Quick Tips for a Faster Meal
One thing that I always recommend getting is a food processor. If you need to slice a lot of vegetables, this will turn a 30 minute slicing job into less than 2 minutes. For a weeknight, this is perfect! Plus I hate slicing veggies. I actually have one from my great-grandmother that is still running perfectly, so it’s a great investment! Grab one from Costco, or if you don’t have a membership I highly recommend this one from Cuisinart. You can get a version with a dicer as well, which is a game changer for your prep life.

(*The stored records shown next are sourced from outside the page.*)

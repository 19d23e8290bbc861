use std::collections::BTreeSet;

use log::warn;
use rand::seq::SliceRandom;
use rand::thread_rng;

use crate::data::{ScoreEntry, Storage};
use crate::grading::{grade_selection, grade_yes_no_multi, Verdict};
use crate::models::{AppState, Question, QuestionKind};

/// Session state for one run of the application.
///
/// Everything the quiz needs between key presses lives here explicitly (the
/// current index, the running correct count, the asked-question list), so the
/// grading engine itself stays pure and independently testable.
pub struct App {
    pub state: AppState,
    storage: Storage,
    bank: Vec<Question>,
    questions: Vec<Question>,
    shuffle: bool,
    limit: Option<usize>,
    current_index: usize,
    /// Grading path of the current question, resolved once when it is shown.
    kind: QuestionKind,
    /// Highlighted row: an option for standard questions, a statement for
    /// yes/no-multi.
    cursor: usize,
    /// Standard questions: which options are toggled on.
    toggled: Vec<bool>,
    /// Yes/no-multi questions: chosen option index per statement.
    choices: Vec<Option<usize>>,
    correct_count: usize,
    asked: Vec<Question>,
    last_verdict: Option<Verdict>,
    history: Vec<ScoreEntry>,
    reset_message: Option<String>,
}

impl App {
    pub fn new(questions: Vec<Question>, storage: Storage) -> Self {
        Self {
            state: AppState::Welcome,
            storage,
            bank: questions,
            questions: Vec::new(),
            shuffle: true,
            limit: None,
            current_index: 0,
            kind: QuestionKind::Standard,
            cursor: 0,
            toggled: Vec::new(),
            choices: Vec::new(),
            correct_count: 0,
            asked: Vec::new(),
            last_verdict: None,
            history: Vec::new(),
            reset_message: None,
        }
    }

    pub fn with_shuffle(mut self, shuffle: bool) -> Self {
        self.shuffle = shuffle;
        self
    }

    pub fn with_limit(mut self, limit: Option<usize>) -> Self {
        self.limit = limit;
        self
    }

    pub fn current_question(&self) -> &Question {
        &self.questions[self.current_index]
    }

    pub fn current_question_number(&self) -> usize {
        self.current_index + 1
    }

    pub fn total_questions(&self) -> usize {
        self.questions.len()
    }

    pub fn bank_size(&self) -> usize {
        self.bank.len()
    }

    pub fn kind(&self) -> QuestionKind {
        self.kind
    }

    pub fn cursor(&self) -> usize {
        self.cursor
    }

    pub fn toggled(&self) -> &[bool] {
        &self.toggled
    }

    pub fn choices(&self) -> &[Option<usize>] {
        &self.choices
    }

    pub fn correct_count(&self) -> usize {
        self.correct_count
    }

    pub fn last_verdict(&self) -> Option<&Verdict> {
        self.last_verdict.as_ref()
    }

    pub fn history(&self) -> &[ScoreEntry] {
        &self.history
    }

    pub fn reset_message(&self) -> Option<&str> {
        self.reset_message.as_deref()
    }

    /// Begin a fresh quiz run from the loaded bank.
    pub fn start_quiz(&mut self) {
        self.questions = self.bank.clone();
        if self.shuffle {
            self.questions.shuffle(&mut thread_rng());
        }
        if let Some(limit) = self.limit {
            self.questions.truncate(limit.max(1));
        }
        self.current_index = 0;
        self.correct_count = 0;
        self.asked.clear();
        self.last_verdict = None;
        self.enter_question();
        self.state = AppState::Quiz;
    }

    /// Reset per-question selection state for the question at current_index.
    fn enter_question(&mut self) {
        let question = &self.questions[self.current_index];
        self.kind = question.kind();
        self.cursor = 0;
        match self.kind {
            QuestionKind::Standard => {
                self.toggled = vec![false; question.options.len()];
                self.choices.clear();
            }
            QuestionKind::YesNoMulti => {
                self.toggled.clear();
                self.choices = vec![None; question.answer.items().len()];
            }
        }
    }

    fn row_count(&self) -> usize {
        match self.kind {
            QuestionKind::Standard => self.toggled.len(),
            QuestionKind::YesNoMulti => self.choices.len(),
        }
    }

    pub fn select_next_row(&mut self) {
        let rows = self.row_count();
        if rows > 0 {
            self.cursor = (self.cursor + 1) % rows;
        }
    }

    pub fn select_previous_row(&mut self) {
        let rows = self.row_count();
        if rows > 0 {
            self.cursor = (self.cursor + rows - 1) % rows;
        }
    }

    /// Toggle the highlighted option (standard questions only).
    pub fn toggle_current(&mut self) {
        if let Some(slot) = self.toggled.get_mut(self.cursor) {
            *slot = !*slot;
        }
    }

    /// Pick yes (option 0) or no (option 1) for the highlighted statement.
    pub fn choose(&mut self, option_index: usize) {
        let option_count = self.current_question().options.len();
        if option_index < option_count {
            if let Some(slot) = self.choices.get_mut(self.cursor) {
                *slot = Some(option_index);
            }
        }
    }

    /// Cycle the highlighted statement through unset -> yes -> no.
    pub fn cycle_choice(&mut self) {
        let option_count = self.current_question().options.len();
        if option_count == 0 {
            return;
        }
        if let Some(slot) = self.choices.get_mut(self.cursor) {
            *slot = match *slot {
                None => Some(0),
                Some(i) if i + 1 < option_count => Some(i + 1),
                Some(_) => None,
            };
        }
    }

    /// Letters for the currently toggled options.
    pub fn selected_letters(&self) -> BTreeSet<char> {
        self.toggled
            .iter()
            .enumerate()
            .filter(|(_, on)| **on)
            .map(|(i, _)| (b'A' + i as u8) as char)
            .collect()
    }

    /// Chosen yes/no value per statement; unset statements grade as empty.
    pub fn selected_choices(&self) -> Vec<String> {
        let options = &self.current_question().options;
        self.choices
            .iter()
            .map(|choice| {
                choice
                    .and_then(|i| options.get(i))
                    .cloned()
                    .unwrap_or_default()
            })
            .collect()
    }

    /// Grade the current selection and move to the feedback screen.
    pub fn submit_answer(&mut self) {
        let question = self.current_question().clone();

        let verdict = match self.kind {
            QuestionKind::Standard => {
                grade_selection(&question.options, &question.answer, &self.selected_letters())
            }
            QuestionKind::YesNoMulti => {
                grade_yes_no_multi(question.answer.items(), &self.selected_choices())
            }
        };

        if verdict.is_correct {
            self.correct_count += 1;
        }
        self.last_verdict = Some(verdict);

        self.asked.push(question);
        if let Err(e) = self.storage.save_asked_questions(&self.asked) {
            warn!("could not save asked questions: {}", e);
        }

        self.state = AppState::Feedback;
    }

    /// Leave the feedback screen for the next question or the final results.
    pub fn next_question(&mut self) {
        self.current_index += 1;
        if self.current_index >= self.questions.len() {
            self.finish_quiz();
        } else {
            self.enter_question();
            self.state = AppState::Quiz;
        }
    }

    fn finish_quiz(&mut self) {
        let entry = ScoreEntry::now(self.correct_count, self.questions.len());
        if let Err(e) = self.storage.append_score(entry) {
            warn!("could not save score history: {}", e);
        }
        self.state = AppState::Result;
    }

    pub fn restart(&mut self) {
        self.start_quiz();
    }

    pub fn open_history(&mut self) {
        self.history = self.storage.recent_attempts();
        self.reset_message = None;
        self.state = AppState::History;
    }

    pub fn close_history(&mut self) {
        self.state = AppState::Result;
    }

    /// Delete learned-question files and record a confirmation message.
    pub fn reset_learned_questions(&mut self) {
        let removed = self.storage.reset_learned_questions();
        self.reset_message = Some(if removed.is_empty() {
            "No learned question files found.".to_string()
        } else {
            removed
                .iter()
                .map(|name| format!("Deleted {}", name))
                .collect::<Vec<_>>()
                .join("\n")
        });
    }
}
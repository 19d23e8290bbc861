use ratatui::{
    prelude::*,
    widgets::{Paragraph, Wrap},
};

use crate::app::App;
use crate::models::QuestionKind;

pub fn render(frame: &mut Frame, area: Rect, app: &App) {
    let question = app.current_question();
    let has_image = question.image.is_some();

    let chunks = Layout::vertical([
        Constraint::Length(1),
        Constraint::Length(if has_image { 5 } else { 4 }),
        Constraint::Fill(1),
        Constraint::Length(1),
    ])
    .margin(2)
    .split(area);

    render_progress(frame, chunks[0], app);
    render_question_text(frame, chunks[1], app);

    match app.kind() {
        QuestionKind::Standard => render_options(frame, chunks[2], app),
        QuestionKind::YesNoMulti => render_statements(frame, chunks[2], app),
    }

    render_controls(frame, chunks[3], app.kind());
}

fn render_progress(frame: &mut Frame, area: Rect, app: &App) {
    let progress = format!(
        "{}/{}",
        app.current_question_number(),
        app.total_questions()
    );
    let widget = Paragraph::new(progress)
        .alignment(Alignment::Right)
        .fg(Color::DarkGray);
    frame.render_widget(widget, area);
}

fn render_question_text(frame: &mut Frame, area: Rect, app: &App) {
    let question = app.current_question();
    let mut lines = vec![Line::from(Span::styled(
        question.question.as_str(),
        Style::default().fg(Color::White).bold(),
    ))];

    // Images are not rendered in a terminal; show where to find them.
    if let Some(image) = &question.image {
        lines.push(Line::from(
            format!("[image: {}]", image).fg(Color::DarkGray).italic(),
        ));
    }

    let widget = Paragraph::new(lines).wrap(Wrap { trim: true });
    frame.render_widget(widget, area);
}

fn render_options(frame: &mut Frame, area: Rect, app: &App) {
    let question = app.current_question();
    let toggled = app.toggled();
    let mut lines: Vec<Line> = Vec::with_capacity(question.options.len() * 2);

    for (index, option) in question.options.iter().enumerate() {
        let is_cursor = index == app.cursor();
        let is_toggled = toggled.get(index).copied().unwrap_or(false);

        let style = if is_cursor {
            Style::default().fg(Color::Cyan).bold()
        } else if is_toggled {
            Style::default().fg(Color::Green)
        } else {
            Style::default().fg(Color::Gray)
        };
        let marker = if is_cursor { ">" } else { " " };
        let checkbox = if is_toggled { "[x]" } else { "[ ]" };
        let letter = (b'A' + index as u8) as char;

        lines.push(Line::from(vec![
            Span::styled(format!(" {} {} ", marker, checkbox), style),
            Span::styled(format!("{}. ", letter), style),
            Span::styled(option.as_str(), style),
        ]));
        lines.push(Line::from(""));
    }

    frame.render_widget(Paragraph::new(lines), area);
}

/// One row per statement; each row holds its own yes/no choice.
fn render_statements(frame: &mut Frame, area: Rect, app: &App) {
    let question = app.current_question();
    let choices = app.choices();
    let mut lines: Vec<Line> = Vec::with_capacity(choices.len() * 2);

    for (index, choice) in choices.iter().enumerate() {
        let is_cursor = index == app.cursor();
        let style = if is_cursor {
            Style::default().fg(Color::Cyan).bold()
        } else {
            Style::default().fg(Color::Gray)
        };
        let marker = if is_cursor { ">" } else { " " };

        let mut spans = vec![
            Span::styled(format!(" {} ", marker), style),
            Span::styled(format!("{}: ", index + 1), style),
        ];
        for (opt_index, option) in question.options.iter().enumerate() {
            let picked = *choice == Some(opt_index);
            let opt_style = if picked {
                Style::default().fg(Color::Green).bold()
            } else {
                style
            };
            let tag = if picked { "(o)" } else { "( )" };
            spans.push(Span::styled(format!("{} {}  ", tag, option), opt_style));
        }

        lines.push(Line::from(spans));
        lines.push(Line::from(""));
    }

    frame.render_widget(Paragraph::new(lines), area);
}

fn render_controls(frame: &mut Frame, area: Rect, kind: QuestionKind) {
    let text = match kind {
        QuestionKind::Standard => "j/k navigate  ·  space toggle  ·  enter submit  ·  q quit",
        QuestionKind::YesNoMulti => "j/k navigate  ·  y/n choose  ·  enter submit  ·  q quit",
    };
    let widget = Paragraph::new(text)
        .alignment(Alignment::Center)
        .fg(Color::DarkGray);
    frame.render_widget(widget, area);
}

Whichever sausage you use will impart a lot of flavor into your dish, so use one that you love! For this recipe I used a paleo chicken sausage, which brought down the fat content a bit, but I also love using kielbasa sausage or hot links for some spicy flavor! If you want you dish to be ready faster pick a pre-cooked sausage so that you can just add it in at the end to heat up. This is typically what I do, but if yours isn’t pre-cooked, add it about halfway into your cooking time so that you can make sure it’s fully cooked. Halfway would be about when the squash is starting to soften, but hasn’t started to brown.
Change it Up for Your Diet
This is pretty easy to adapt for any diet. Vegetarian/vegan? Leave out the sausage and use a butter alternative. Whole30? Watch those ingredients in your sausage and use ghee instead. Keto? Use a higher fat protein like pork so that you really feel satiated. Low fat? Add rice and use chicken sausage! It will not only stretch the meal out more to add rice, but chicken sausage really brings down the fat content. It’s already dairy/gluten free so you’re good to go there as well!
And that’s pretty much it! A friend of mine who doesn’t really cook ever or enjoy food makes this all the time (which is a high compliment). Rate the recipe below if you try it so I can see what you think! Always feel free to leave comments with your questions/thoughts/changes. I try and respond to all your thoughts! And follow me on Instagram @thatzestlife for some behind the scenes action and updates on my new recipes! Happy eating!
One Pan Squash and Sausage
- 3 whole zucchini, sliced
- 2 whole yellow squash, sliced
- 1 whole yellow onion, sliced
- 3 tbsp butter
- 2 tbsp garlic powder
- 1 tbsp minced garlic
- 1 tsp salt, to taste
- 3-5 whole sausages, sliced
- Heat a large skillet over medium high heat, melt the butter.
- Add the sliced zucchini, squash and onions. Saute for 5-10 minutes until starting to soften. Don't over stir, as you want to get a browned vegetable.
- Add minced garlic, garlic powder and salt. Continue to saute for 15 minutes.
- Add sausage and saute for an additional 10 minutes until the sausage is heated through (if using a pre-cooked sausage) and squash is fully cooked through and slightly browned. Serve.